A “book burning” scandal has erupted at Canterbury University over an article on controversial Holocaust scholar Joel Hayward.

The decision to recall and destroy copies of the history department’s journal History Now — and dump editor Ian Campbell — is dividing the academic community.

Canterbury lecturer Thomas Fudge, who wrote the offending article, has resigned in disgust and plans to leave at the end of the year.

Dr Fudge said he could not remain at a university that suppressed academic freedom.

“It made me a hypocrite trying to teach my students to think critically and ask the tough questions — all of the academic values that universities are about — and here my department was saying, effectively, we’re going to burn books.”

The article revisits the storm that surrounded the 1993 masters thesis of former Canterbury student Joel Hayward, which questioned the validity of Holocaust history.

Dr Fudge, who lectures on medieval religious dissent and witch-hunting, explored what for Dr Hayward became a career-ending controversy.

He revealed in the article that Dr Hayward had been harassed and received death threats against his children.

Dr Hayward suffered an emotional breakdown and left his teaching post at Massey University in June last year.
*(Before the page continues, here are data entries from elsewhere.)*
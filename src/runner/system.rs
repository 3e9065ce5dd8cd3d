// file: src/runner/system.rs
// version: 1.0.0
// guid: 81ed5204-0b58-422a-8413-00074809a449

//! Local process execution via tokio

use super::{CommandOutput, CommandRunner, CommandSpec};
use crate::error::{DeployError, Result};
use std::process::Stdio;
use std::time::Duration;
use tokio::process::Command;
use tracing::{debug, error};

/// Runs commands on the local host
pub struct SystemRunner {
    timeout: Duration,
    use_sudo: bool,
}

impl SystemRunner {
    /// `use_sudo` only takes effect when the process is not already root
    pub fn new(timeout: Duration, use_sudo: bool) -> Self {
        Self {
            timeout,
            use_sudo: use_sudo && !is_root(),
        }
    }

    fn build(&self, spec: &CommandSpec) -> Command {
        let mut cmd = if spec.privileged && self.use_sudo {
            let mut cmd = Command::new("sudo");
            cmd.arg(&spec.program);
            cmd
        } else {
            Command::new(&spec.program)
        };

        cmd.args(&spec.args)
            .stdin(Stdio::null())
            .stdout(Stdio::piped())
            .stderr(Stdio::piped())
            .kill_on_drop(true);

        if let Some(cwd) = &spec.cwd {
            cmd.current_dir(cwd);
        }
        cmd
    }
}

#[async_trait::async_trait]
impl CommandRunner for SystemRunner {
    async fn run(&self, spec: &CommandSpec) -> Result<CommandOutput> {
        debug!("Executing command: {}", spec);

        let output = tokio::time::timeout(self.timeout, self.build(spec).output())
            .await
            .map_err(|_| {
                DeployError::timeout(format!(
                    "'{}' did not finish within {}s",
                    spec,
                    self.timeout.as_secs()
                ))
            })?
            .map_err(|e| DeployError::Process {
                command: spec.to_string(),
                exit_code: None,
                stderr: format!("Failed to execute command: {}", e),
            })?;

        let result = CommandOutput {
            exit_code: output.status.code(),
            stdout: String::from_utf8_lossy(&output.stdout).into_owned(),
            stderr: String::from_utf8_lossy(&output.stderr).into_owned(),
        };

        if result.success() {
            debug!("Command succeeded: {}", spec);
        } else {
            error!("Command failed with exit code {:?}: {}", result.exit_code, spec);
            if !result.stdout.trim().is_empty() {
                debug!("STDOUT: {}", result.stdout.trim());
            }
            if !result.stderr.trim().is_empty() {
                debug!("STDERR: {}", result.stderr.trim());
            }
        }

        Ok(result)
    }

    async fn program_exists(&self, program: &str) -> bool {
        which::which(program).is_ok()
    }
}

/// Check if running as root
pub fn is_root() -> bool {
    unsafe { libc::geteuid() == 0 }
}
He now cannot get a job.

The Fate of Joel Hayward in New Zealand Hands: From Holocaust Historian to Holocaust? played on the title of his thesis, The Fate of Jews in German Hands.

The article appeared on May 6. Next morning, Professor Campbell was asked to appear before his editorial committee and history department head Peter Hempenstall.

Professor Campbell said he was effectively pushed: “The fact is that board disapproved of my editorial decision and, as a result, I couldn’t continue as editor.”

An embargo was slapped on the journal and 500 copies recalled.

Staff were later advised that copies of the offending journal had been destroyed on the authority of Professor Hempenstall.

Another May edition of History Now was printed without the Fudge article and an editorial discussing truth and martyrdom.

On May 14, Dr Fudge defended his article at a special meeting of history department academics, calling the censorship “unconscionable.”

Last week, he confirmed to his students that he had resigned.

Professor Hempenstall declined to speak, saying the matter had now become an employment issue between the university and Dr Fudge.